Sustainable Satellite Internetwork at the Big Green Gathering
At an environmental festival near Cheddar in Somerset, UK, Psand.net, a consultancy and skills oriented organisation, ran a mobile, sustainably powered satellite wireless internetwork, to investigate the feasibility of alternative sources of power generation.

Connection to the Internet was made using a bi-directional microwave satellite link, while public access terminals were provided at the festival giving visitors a choice of operating systems with which to feel at home and a chance to compare them. Power for the network and laptops for the whole event was provided by solar power and a pedal generator.

Supplying power to remote ICT network sites
When network reach rural and remote areas ahead of the main electricity supply, alternative power sources are necessary. Diesel power generation is common, but technological developments have made it increasingly possible to consider renewable power sources that do not increase net greenhouse gas emissions. These energy technologies are becoming progressively less expensive and more practical.

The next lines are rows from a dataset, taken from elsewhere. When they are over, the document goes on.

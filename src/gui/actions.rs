use std::path::PathBuf;
use std::time::Instant;

use chrono::Utc;
use log::{error, info, warn};

use crate::doc::{
    FONT_SIZE_MAX, FONT_SIZE_MIN, LINE_HEIGHT_MAX, LINE_HEIGHT_MIN, LINE_HEIGHT_STEP,
    PoemDocument, PoemFont, Rgb, Template, TextAlign, plain_text,
};
use crate::export::{self, ImageOptions, ShareTarget, encode_png, image_export_path};
use crate::storage::StorageError;

use super::context_menu::MenuAction;
use super::notify::Severity;
use super::panel::{DropdownKind, PanelButton, PanelHit, StepperKind};
use super::preview::layout_preview;
use super::renderer::RenderTarget;
use super::renderer::types::{BackgroundFill, Rect};
use super::state::{AUTOSAVE_INTERVAL, QuillWindow};

impl QuillWindow {
    pub(super) fn notify(&mut self, message: impl Into<String>, severity: Severity) {
        self.notifications.push(message, severity, Instant::now());
        self.window.request_redraw();
    }

    pub(super) fn save_draft(&mut self) {
        let mut doc = self.snapshot();
        doc.timestamp = Utc::now().timestamp_millis();
        match self.store.as_ref().map(|store| store.save_draft(&doc)) {
            Some(Ok(())) => {
                self.doc.timestamp = doc.timestamp;
                self.notify("Poem saved as draft!", Severity::Success);
            }
            Some(Err(err)) => {
                error!("saving draft: {err}");
                self.notify("Failed to save draft.", Severity::Error);
            }
            None => self.notify("Failed to save draft.", Severity::Error),
        }
    }

    pub(super) fn load_draft(&mut self) {
        match self.store.as_ref().map(|store| store.load_draft()) {
            Some(Ok(doc)) => {
                self.apply_document(doc);
                self.notify("Draft loaded successfully!", Severity::Success);
            }
            Some(Err(StorageError::NotFound)) | None => {
                self.notify("No saved draft found.", Severity::Warning);
            }
            Some(Err(err)) => {
                error!("loading draft: {err}");
                self.notify("Failed to load draft.", Severity::Error);
            }
        }
    }

    /// Periodic autosave. Best-effort: failures are logged, never surfaced.
    pub(super) fn autosave_tick(&mut self, now: Instant) {
        if now < self.next_autosave {
            return;
        }
        self.next_autosave = now + AUTOSAVE_INTERVAL;
        let doc = self.snapshot();
        if let Some(store) = &self.store
            && let Err(err) = store.autosave(&doc, Utc::now())
        {
            warn!("autosave: {err}");
        }
    }

    pub(super) fn copy_poem(&mut self) {
        let doc = self.snapshot();
        match export::copy_text(&plain_text(&doc)) {
            Ok(()) => self.notify("Poem copied to clipboard!", Severity::Success),
            Err(err) => {
                error!("clipboard copy: {err}");
                self.notify("Failed to copy poem.", Severity::Error);
            }
        }
    }

    pub(super) fn export_image(&mut self) {
        let doc = self.snapshot();
        if doc.text.trim().is_empty() {
            self.notify("Please write a poem first!", Severity::Warning);
            return;
        }
        self.exporting = true;
        let result = self.render_image_export(&doc);
        self.exporting = false;
        match result {
            Ok(path) => {
                info!("image exported to {}", path.display());
                self.notify("Poem downloaded successfully!", Severity::Success);
            }
            Err(err) => {
                error!("image export: {err}");
                self.notify("Download failed. Please try again.", Severity::Error);
            }
        }
    }

    /// Re-renders the preview offscreen at export resolution and encodes it.
    fn render_image_export(&mut self, doc: &PoemDocument) -> anyhow::Result<PathBuf> {
        let opts = ImageOptions::default();
        let size = self.window.inner_size();
        let sheet = self.preview_sheet_rect(size.width as f32, size.height as f32);

        let width = ((sheet.w * opts.scale as f32) as u32).max(1);
        let height = ((sheet.h * opts.scale as f32) as u32).max(1);
        let padding = self.preview_padding_px() * opts.scale as f32;
        let scale = self.renderer.ui_scale() as f32 * opts.scale as f32;
        let rect = Rect::new(0.0, 0.0, width as f32, height as f32);

        let layout = layout_preview(doc, rect, padding, scale, &self.renderer.fonts);
        let mut pixels = vec![0u32; width as usize * height as usize];
        let mut target = RenderTarget {
            buffer: &mut pixels,
            width: width as usize,
            height: height as usize,
        };
        self.renderer.draw_background_fill(&mut target, rect, layout.background);
        for cmd in layout.text_cmds() {
            self.renderer.draw_text_cmd(&mut target, cmd);
        }

        let key = match (opts.transparent_background, layout.background) {
            (true, BackgroundFill::Solid(color)) => Some(color),
            _ => None,
        };
        let path = image_export_path(Utc::now().timestamp_millis());
        encode_png(&pixels, width, height, key, &path)?;
        Ok(path)
    }

    pub(super) fn export_text_file(&mut self) {
        let doc = self.snapshot();
        if doc.text.trim().is_empty() {
            self.notify("Please write a poem first!", Severity::Warning);
            return;
        }
        match export::export_text(&doc, Utc::now().timestamp_millis()) {
            Ok(path) => {
                info!("text exported to {}", path.display());
                self.notify("Poem exported as text file!", Severity::Success);
            }
            Err(err) => {
                error!("text export: {err}");
                self.notify("Export failed. Please try again.", Severity::Error);
            }
        }
    }

    pub(super) fn share(&mut self, target: ShareTarget) {
        let doc = self.snapshot();
        if doc.text.trim().is_empty() {
            self.notify("Please write a poem first!", Severity::Warning);
            return;
        }
        if let Err(err) = export::open_share(target, &doc) {
            error!("opening share link: {err}");
            self.notify("Failed to open share link.", Severity::Error);
        }
    }

    /// Restores every content and style field to its default.
    pub(super) fn reset(&mut self) {
        self.apply_document(PoemDocument::default());
        self.focus = None;
        self.context_menu = None;
        self.panel_scroll = 0.0;
        self.notify("Content cleared successfully!", Severity::Success);
    }

    pub(super) fn toggle_fullscreen_preview(&mut self) {
        self.fullscreen_preview = !self.fullscreen_preview;
        if self.fullscreen_preview {
            self.focus = None;
            self.open_dropdown = None;
            self.context_menu = None;
        }
        self.window.request_redraw();
    }

    pub(super) fn apply_menu_action(&mut self, action: MenuAction) {
        match action {
            MenuAction::CopyText => self.copy_poem(),
            MenuAction::ExportImage => self.export_image(),
            MenuAction::ExportText => self.export_text_file(),
            MenuAction::ShareX => self.share(ShareTarget::X),
            MenuAction::ShareWhatsApp => self.share(ShareTarget::WhatsApp),
        }
    }

    pub(super) fn apply_panel_hit(&mut self, hit: PanelHit) {
        match hit {
            PanelHit::Field(which) => {
                self.focus = Some(which);
                self.open_dropdown = None;
            }
            PanelHit::StepperMinus(kind) => self.step(kind, -1.0),
            PanelHit::StepperPlus(kind) => self.step(kind, 1.0),
            PanelHit::DropdownButton(kind) => {
                self.open_dropdown = if self.open_dropdown == Some(kind) {
                    None
                } else {
                    Some(kind)
                };
            }
            PanelHit::DropdownOption(DropdownKind::Font, index) => {
                if let Some(font) = PoemFont::ALL.get(index) {
                    self.doc.font = *font;
                }
                self.open_dropdown = None;
            }
            PanelHit::DropdownOption(DropdownKind::Align, index) => {
                if let Some(align) = TextAlign::ALL.get(index) {
                    self.doc.text_align = *align;
                }
                self.open_dropdown = None;
            }
            PanelHit::TextSwatch(index) => {
                if let Some(color) = Rgb::TEXT_SWATCHES.get(index) {
                    self.doc.font_color = *color;
                }
            }
            PanelHit::BackgroundSwatch(index) => {
                if let Some(color) = Rgb::BACKGROUND_SWATCHES.get(index) {
                    self.doc.background_color = *color;
                }
            }
            PanelHit::TemplateCell(index) => {
                if let Some(template) = Template::ALL.get(index) {
                    self.doc.template = *template;
                }
            }
            PanelHit::Button(button) => self.apply_button(button),
        }
        self.window.request_redraw();
    }

    fn apply_button(&mut self, button: PanelButton) {
        match button {
            PanelButton::SaveDraft => self.save_draft(),
            PanelButton::LoadDraft => self.load_draft(),
            PanelButton::CopyText => self.copy_poem(),
            PanelButton::DownloadImage => self.export_image(),
            PanelButton::ExportText => self.export_text_file(),
            PanelButton::Reset => self.reset(),
        }
    }

    fn step(&mut self, kind: StepperKind, direction: f32) {
        match kind {
            StepperKind::FontSize => {
                let next = self.doc.font_size_px as i64 + direction as i64;
                self.doc.font_size_px =
                    next.clamp(FONT_SIZE_MIN as i64, FONT_SIZE_MAX as i64) as u32;
            }
            StepperKind::LineHeight => {
                let next = self.doc.line_height + LINE_HEIGHT_STEP * direction;
                // Steps accumulate float error without requantizing.
                self.doc.line_height =
                    ((next * 10.0).round() / 10.0).clamp(LINE_HEIGHT_MIN, LINE_HEIGHT_MAX);
            }
        }
    }
}
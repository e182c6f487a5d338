use std::fs;
use std::path::PathBuf;

use anyhow::Context;

use crate::doc::{PoemDocument, plain_text};

pub fn text_export_path(now_millis: i64) -> PathBuf {
    super::output_dir().join(format!("poem-{now_millis}.txt"))
}

/// Writes the plain-text rendering of the document. The caller is expected to
/// have rejected empty poems already.
pub fn export_text(doc: &PoemDocument, now_millis: i64) -> anyhow::Result<PathBuf> {
    let path = text_export_path(now_millis);
    fs::write(&path, plain_text(doc))
        .with_context(|| format!("writing {}", path.display()))?;
    Ok(path)
}
mod autosave;
mod draft;
mod error;

pub use autosave::Freshness;
pub use draft::DraftStore;
pub use error::StorageError;
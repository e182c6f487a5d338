use std::fs;

use chrono::{DateTime, Utc};
use serde::{Deserialize, Serialize};

use crate::doc::PoemDocument;

use super::{DraftStore, StorageError};

const AUTOSAVE_FILE: &str = "autosave.json";

/// How long an autosave record counts as fresh after it was written.
const FRESH_WINDOW_MS: i64 = 60 * 60 * 1000;

/// Content subset written by the autosave timer.
#[derive(Debug, Serialize, Deserialize)]
struct AutosaveRecord {
    text: String,
    title: String,
    poet: String,
    timestamp: i64,
}

#[derive(Clone, Copy, Debug, PartialEq, Eq)]
pub enum Freshness {
    /// Written less than an hour ago.
    Fresh,
    Stale,
    Missing,
}

impl DraftStore {
    /// Writes the autosave record, skipping documents whose text is empty or
    /// whitespace-only. Returns whether a record was written.
    pub fn autosave(&self, doc: &PoemDocument, now: DateTime<Utc>) -> Result<bool, StorageError> {
        if doc.text.trim().is_empty() {
            return Ok(false);
        }
        let record = AutosaveRecord {
            text: doc.text.clone(),
            title: doc.title.clone(),
            poet: doc.author.clone(),
            timestamp: now.timestamp_millis(),
        };
        fs::create_dir_all(&self.dir)?;
        let serialized = serde_json::to_string(&record)?;
        fs::write(self.dir.join(AUTOSAVE_FILE), serialized)?;
        Ok(true)
    }

    /// Startup freshness check. Unreadable or malformed records count as
    /// `Missing`; autosave is best-effort and never blocks startup.
    pub fn check_autosave(&self, now: DateTime<Utc>) -> Freshness {
        let Ok(contents) = fs::read_to_string(self.dir.join(AUTOSAVE_FILE)) else {
            return Freshness::Missing;
        };
        let Ok(record) = serde_json::from_str::<AutosaveRecord>(&contents) else {
            return Freshness::Missing;
        };
        let age_ms = now.timestamp_millis() - record.timestamp;
        if age_ms < FRESH_WINDOW_MS {
            Freshness::Fresh
        } else {
            Freshness::Stale
        }
    }
}
use anyhow::Context;

/// Places the plain-text rendering on the system clipboard. A fresh clipboard
/// handle per call; some platforms invalidate long-lived handles.
pub fn copy_text(text: &str) -> anyhow::Result<()> {
    let mut clipboard = arboard::Clipboard::new().context("opening clipboard")?;
    clipboard
        .set_text(text.to_owned())
        .context("writing clipboard")?;
    Ok(())
}

/// Reads text from the system clipboard, for pasting into form fields.
pub fn paste_text() -> anyhow::Result<String> {
    let mut clipboard = arboard::Clipboard::new().context("opening clipboard")?;
    clipboard.get_text().context("reading clipboard")
}
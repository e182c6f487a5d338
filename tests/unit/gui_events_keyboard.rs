use super::*;

fn field(text: &str, cursor: usize) -> FieldState {
    FieldState {
        text: text.into(),
        cursor,
    }
}

#[test]
fn character_keys_type_into_the_field() {
    let mut f = FieldState::default();
    assert!(apply_field_key(&mut f, &Key::Character("h".into()), false, false));
    assert!(apply_field_key(&mut f, &Key::Character("i".into()), false, false));
    assert_eq!(f.text, "hi");
}

#[test]
fn ctrl_chords_never_type_their_letter() {
    let mut f = field("draft", 5);
    assert!(!apply_field_key(&mut f, &Key::Character("d".into()), true, false));
    assert_eq!(f.text, "draft");
    assert_eq!(f.cursor, 5);
}

#[test]
fn ctrl_arrows_still_move_by_word() {
    let mut f = field("roses are red", 13);
    assert!(apply_field_key(
        &mut f,
        &Key::Named(NamedKey::ArrowLeft),
        true,
        false
    ));
    assert_eq!(f.cursor, 10);
}

#[test]
fn enter_only_breaks_lines_in_multiline_fields() {
    let mut title = field("ode", 3);
    assert!(!apply_field_key(&mut title, &Key::Named(NamedKey::Enter), false, false));
    assert_eq!(title.text, "ode");

    let mut body = field("ode", 3);
    assert!(apply_field_key(&mut body, &Key::Named(NamedKey::Enter), false, true));
    assert_eq!(body.text, "ode\n");
}

#[test]
fn backspace_edits_through_the_handler() {
    let mut f = field("hello", 5);
    assert!(apply_field_key(&mut f, &Key::Named(NamedKey::Backspace), false, false));
    assert_eq!(f.text, "hell");
}

#[test]
fn paste_flattens_newlines_for_single_line_fields() {
    assert_eq!(sanitize_paste("roses\r\nare red", false), "roses are red");
    assert_eq!(sanitize_paste("roses\r\nare red", true), "roses\nare red");
}

#[test]
fn paste_drops_control_characters() {
    assert_eq!(sanitize_paste("po\u{7}em\t", true), "poem");
}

Solar, wind and water (micro hydro plants) generation is feasible in many places as are   combinations of alternative energy sources (e.g., joint solar and window power generation in Namibia). For individual terminals, human power generation is sometimes used as in pedalling, where a human can generate 20 W or even 40 W fairly easily.

CambodiaSchools.com
Suffering from the legacy of the Khmer Rouge destruction of the education system, some 3,000 villages in Cambodia have no schools, most children either having no chance to learn or studying in the open fields. American Assistance for Cambodia is helping these children in remote regions of Cambodia to catch up with their overseas peers, by providing access to ICTs for education. Through an adopt-a-school programme at CambodiaSchools.com, donations are solicited online to build the schools. Over 200 have been completed so far. With energy provided by solar panels, several of the schools are now connected to the Internet, with future plans to connect the rest.